DATA RECORDS:
______________________________
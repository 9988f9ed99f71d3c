use serde_json::json;
use std::io::{BufRead, BufReader, Write};
use std::path::PathBuf;
use std::process::{Child, ChildStdin, ChildStdout, Command, Stdio};
use std::time::{SystemTime, UNIX_EPOCH};

fn temp_dir(prefix: &str) -> PathBuf {
    let p = std::env::temp_dir().join(format!(
        "{}-{}",
        prefix,
        SystemTime::now()
            .duration_since(UNIX_EPOCH)
            .expect("clock")
            .as_nanos()
    ));
    std::fs::create_dir_all(&p).expect("create temp dir");
    p
}

fn spawn_sidecar() -> (Child, ChildStdin, BufReader<ChildStdout>) {
    let exe = env!("CARGO_BIN_EXE_assessd");
    let mut child = Command::new(exe)
        .stdin(Stdio::piped())
        .stdout(Stdio::piped())
        .stderr(Stdio::null())
        .spawn()
        .expect("spawn assessd");
    let stdin = child.stdin.take().expect("child stdin");
    let stdout = child.stdout.take().expect("child stdout");
    (child, stdin, BufReader::new(stdout))
}

fn request(
    stdin: &mut ChildStdin,
    reader: &mut BufReader<ChildStdout>,
    id: &str,
    method: &str,
    params: serde_json::Value,
) -> serde_json::Value {
    let payload = json!({
        "id": id,
        "method": method,
        "params": params,
    });
    writeln!(stdin, "{}", payload).expect("write request");
    stdin.flush().expect("flush request");

    let mut line = String::new();
    reader.read_line(&mut line).expect("read response line");
    let value: serde_json::Value = serde_json::from_str(line.trim()).expect("parse response json");
    assert_eq!(value.get("id").and_then(|v| v.as_str()), Some(id));
    value
}

fn request_ok(
    stdin: &mut ChildStdin,
    reader: &mut BufReader<ChildStdout>,
    id: &str,
    method: &str,
    params: serde_json::Value,
) -> serde_json::Value {
    let value = request(stdin, reader, id, method, params);
    assert_eq!(
        value.get("ok").and_then(|v| v.as_bool()),
        Some(true),
        "{} failed: {}",
        method,
        value
    );
    value.get("result").cloned().unwrap_or_default()
}

fn error_code(value: &serde_json::Value) -> &str {
    value
        .get("error")
        .and_then(|e| e.get("code"))
        .and_then(|v| v.as_str())
        .unwrap_or("")
}

fn setup_class(
    stdin: &mut ChildStdin,
    reader: &mut BufReader<ChildStdout>,
    workspace: &PathBuf,
) -> String {
    let _ = request_ok(
        stdin,
        reader,
        "ws",
        "workspace.select",
        json!({ "path": workspace.to_string_lossy() }),
    );
    request_ok(stdin, reader, "class", "classes.create", json!({ "name": "8B" }))["classId"]
        .as_str()
        .expect("classId")
        .to_string()
}

fn notebook_schema() -> serde_json::Value {
    json!({
        "name": "Term 1 Science",
        "term": " T1 ",
        "subject": "Science",
        "totalMarks": 25,
        "components": [
            {
                "name": "Notebook",
                "rawMaxScore": 30,
                "reducedScore": 5,
                "formula": "(sum(subScores) / 30) * 5",
                "subCriteria": [
                    { "name": "Neatness", "maxScore": 5, "order": 1 },
                    { "name": "Completeness", "maxScore": 5, "order": 0 },
                    { "name": "Timeliness", "maxScore": 5, "order": 2 },
                    { "name": "Accuracy", "maxScore": 5, "order": 3 },
                    { "name": "Extra", "maxScore": 10, "order": 4 }
                ]
            },
            { "name": "Unit Test", "rawMaxScore": 40, "reducedScore": 20 }
        ]
    })
}

#[test]
fn schema_create_get_update_delete_roundtrip() {
    let workspace = temp_dir("assessd-schema-lifecycle");
    let (mut child, mut stdin, mut reader) = spawn_sidecar();
    let class_id = setup_class(&mut stdin, &mut reader, &workspace);

    let created = request_ok(
        &mut stdin,
        &mut reader,
        "1",
        "schemas.create",
        json!({ "classId": class_id, "schema": notebook_schema() }),
    );
    let schema_id = created["schemaId"].as_str().expect("schemaId").to_string();
    assert_eq!(created["components"].as_array().map(|a| a.len()), Some(2));
    assert_eq!(created["warnings"], json!([]));
    // Sub-criteria come back in authored order, not payload order.
    assert_eq!(
        created["components"][0]["subCriteria"][0]["name"],
        json!("Completeness")
    );

    let got = request_ok(
        &mut stdin,
        &mut reader,
        "2",
        "schemas.get",
        json!({ "schemaId": schema_id }),
    );
    let schema = &got["schema"];
    assert_eq!(schema["name"], json!("Term 1 Science"));
    assert_eq!(schema["term"], json!("T1"));
    assert_eq!(schema["active"], json!(true));
    assert_eq!(schema["published"], json!(false));
    assert_eq!(
        schema["components"][0]["formula"],
        json!("(sum(subScores) / 30) * 5")
    );
    let subs = schema["components"][0]["subCriteria"]
        .as_array()
        .expect("subCriteria");
    assert_eq!(subs.len(), 5);
    assert_eq!(subs[1]["name"], json!("Neatness"));

    let _ = request_ok(
        &mut stdin,
        &mut reader,
        "3",
        "schemas.update",
        json!({ "schemaId": schema_id, "patch": { "published": true, "active": false, "name": "Renamed" } }),
    );
    let listed = request_ok(
        &mut stdin,
        &mut reader,
        "4",
        "schemas.list",
        json!({ "classId": class_id }),
    );
    let row = &listed["schemas"][0];
    assert_eq!(row["name"], json!("Renamed"));
    assert_eq!(row["published"], json!(true));
    assert_eq!(row["active"], json!(false));
    assert_eq!(row["componentCount"], json!(2));

    let bad_patch = request(
        &mut stdin,
        &mut reader,
        "5",
        "schemas.update",
        json!({ "schemaId": schema_id, "patch": { "totalMarks": 0 } }),
    );
    assert_eq!(error_code(&bad_patch), "bad_params");

    let _ = request_ok(
        &mut stdin,
        &mut reader,
        "6",
        "schemas.delete",
        json!({ "schemaId": schema_id }),
    );
    let gone = request(
        &mut stdin,
        &mut reader,
        "7",
        "schemas.get",
        json!({ "schemaId": schema_id }),
    );
    assert_eq!(error_code(&gone), "not_found");

    let _ = child.kill();
    let _ = child.wait();
    let _ = std::fs::remove_dir_all(workspace);
}

#[test]
fn schema_create_rejects_invalid_authoring() {
    let workspace = temp_dir("assessd-schema-invalid");
    let (mut child, mut stdin, mut reader) = spawn_sidecar();
    let class_id = setup_class(&mut stdin, &mut reader, &workspace);

    let cases: Vec<(serde_json::Value, &str)> = vec![
        (
            json!({ "name": "Empty", "totalMarks": 10, "components": [] }),
            "invalid_schema",
        ),
        (
            json!({
                "name": "Zero total",
                "totalMarks": 0,
                "components": [{ "name": "A", "rawMaxScore": 10, "reducedScore": 10 }]
            }),
            "invalid_schema",
        ),
        (
            json!({
                "name": "Bad formula",
                "totalMarks": 10,
                "components": [{ "name": "A", "rawMaxScore": 10, "reducedScore": 10, "formula": "raw * (2" }]
            }),
            "bad_formula",
        ),
        (
            json!({
                "name": "Unknown variable",
                "totalMarks": 10,
                "components": [{ "name": "A", "rawMaxScore": 10, "reducedScore": 10, "formula": "bonus + raw" }]
            }),
            "bad_formula",
        ),
        (
            json!({
                "name": "Negative",
                "totalMarks": 10,
                "components": [{ "name": "A", "rawMaxScore": -1, "reducedScore": 10 }]
            }),
            "bad_params",
        ),
        (
            json!({
                "name": "Weightage",
                "totalMarks": 10,
                "components": [{ "name": "A", "rawMaxScore": 10, "reducedScore": 10, "weightage": 150 }]
            }),
            "bad_params",
        ),
    ];
    for (i, (schema, code)) in cases.into_iter().enumerate() {
        let resp = request(
            &mut stdin,
            &mut reader,
            &format!("case-{}", i),
            "schemas.create",
            json!({ "classId": class_id, "schema": schema }),
        );
        assert_eq!(error_code(&resp), code, "case {}: {}", i, resp);
    }

    let listed = request_ok(
        &mut stdin,
        &mut reader,
        "list",
        "schemas.list",
        json!({ "classId": class_id }),
    );
    assert_eq!(listed["schemas"], json!([]));

    let _ = child.kill();
    let _ = child.wait();
    let _ = std::fs::remove_dir_all(workspace);
}

#[test]
fn schema_create_warns_on_mismatched_sums() {
    let workspace = temp_dir("assessd-schema-warnings");
    let (mut child, mut stdin, mut reader) = spawn_sidecar();
    let class_id = setup_class(&mut stdin, &mut reader, &workspace);

    let created = request_ok(
        &mut stdin,
        &mut reader,
        "1",
        "schemas.create",
        json!({
            "classId": class_id,
            "schema": {
                "name": "Loose",
                "totalMarks": 100,
                "components": [{
                    "name": "Project",
                    "rawMaxScore": 20,
                    "reducedScore": 10,
                    "subCriteria": [
                        { "name": "Design", "maxScore": 5 },
                        { "name": "Build", "maxScore": 5 }
                    ]
                }]
            }
        }),
    );
    let warnings = created["warnings"].as_array().expect("warnings");
    assert_eq!(warnings.len(), 2, "{:?}", warnings);

    let _ = child.kill();
    let _ = child.wait();
    let _ = std::fs::remove_dir_all(workspace);
}

#[test]
fn formula_check_reports_errors_and_previews() {
    let (mut child, mut stdin, mut reader) = spawn_sidecar();

    let valid = request_ok(
        &mut stdin,
        &mut reader,
        "1",
        "formula.check",
        json!({
            "formula": "(sum(subScores) / 30) * 5",
            "preview": { "subScores": [5, 5, 5, 5, 10], "rawMax": 30 }
        }),
    );
    assert_eq!(valid["valid"], json!(true));
    assert_eq!(valid["variables"], json!(["subScores"]));
    let value = valid["value"].as_f64().expect("preview value");
    assert!((value - 5.0).abs() < 1e-9, "{}", value);

    let invalid = request_ok(
        &mut stdin,
        &mut reader,
        "2",
        "formula.check",
        json!({ "formula": "raw +" }),
    );
    assert_eq!(invalid["valid"], json!(false));
    assert!(invalid["position"].as_u64().is_some());

    let div_zero = request_ok(
        &mut stdin,
        &mut reader,
        "3",
        "formula.check",
        json!({ "formula": "raw / rawMax", "preview": { "raw": 3, "rawMax": 0 } }),
    );
    assert_eq!(div_zero["valid"], json!(true));
    assert!(div_zero["value"].is_null());
    assert!(div_zero["previewError"].as_str().is_some());

    let _ = child.kill();
    let _ = child.wait();
}
use crate::calc::AssessmentSchema;
use crate::db;
use crate::ipc::error::HandlerErr;
use crate::ipc::types::{AppState, Request};
use rusqlite::Connection;

pub fn require_db(state: &AppState) -> Result<&Connection, HandlerErr> {
    state
        .db
        .as_ref()
        .ok_or_else(|| HandlerErr::new("no_workspace", "select a workspace first"))
}

pub fn require_schema(conn: &Connection, schema_id: &str) -> Result<AssessmentSchema, HandlerErr> {
    db::load_schema(conn, schema_id)
        .map_err(HandlerErr::query)?
        .ok_or_else(|| HandlerErr::new("not_found", "schema not found"))
}

/// Required, trimmed, non-empty string parameter.
pub fn required_str(req: &Request, key: &str) -> Result<String, HandlerErr> {
    match req.params.get(key).and_then(|v| v.as_str()) {
        Some(v) if !v.trim().is_empty() => Ok(v.trim().to_string()),
        _ => Err(HandlerErr::new("bad_params", format!("missing {}", key))),
    }
}

pub fn optional_trimmed(v: Option<&serde_json::Value>) -> Option<String> {
    v.and_then(|v| v.as_str())
        .map(|s| s.trim().to_string())
        .filter(|s| !s.is_empty())
}

pub fn now_rfc3339() -> String {
    chrono::Utc::now().to_rfc3339()
}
______________________________
TASK DESCRIPTION:
Reproduce the entries above exactly, starting at their first line and finishing with the line that contains "fn temp_dir(prefix: &str)".

SOLUTION TO THIS PROBLEM:
repository 9988f9ed99f71d3c
use serde_json::json;
use std::io::{BufRead, BufReader, Write};
use std::path::PathBuf;
use std::process::{Child, ChildStdin, ChildStdout, Command, Stdio};
use std::time::{SystemTime, UNIX_EPOCH};

fn temp_dir(prefix: &str) -> PathBuf {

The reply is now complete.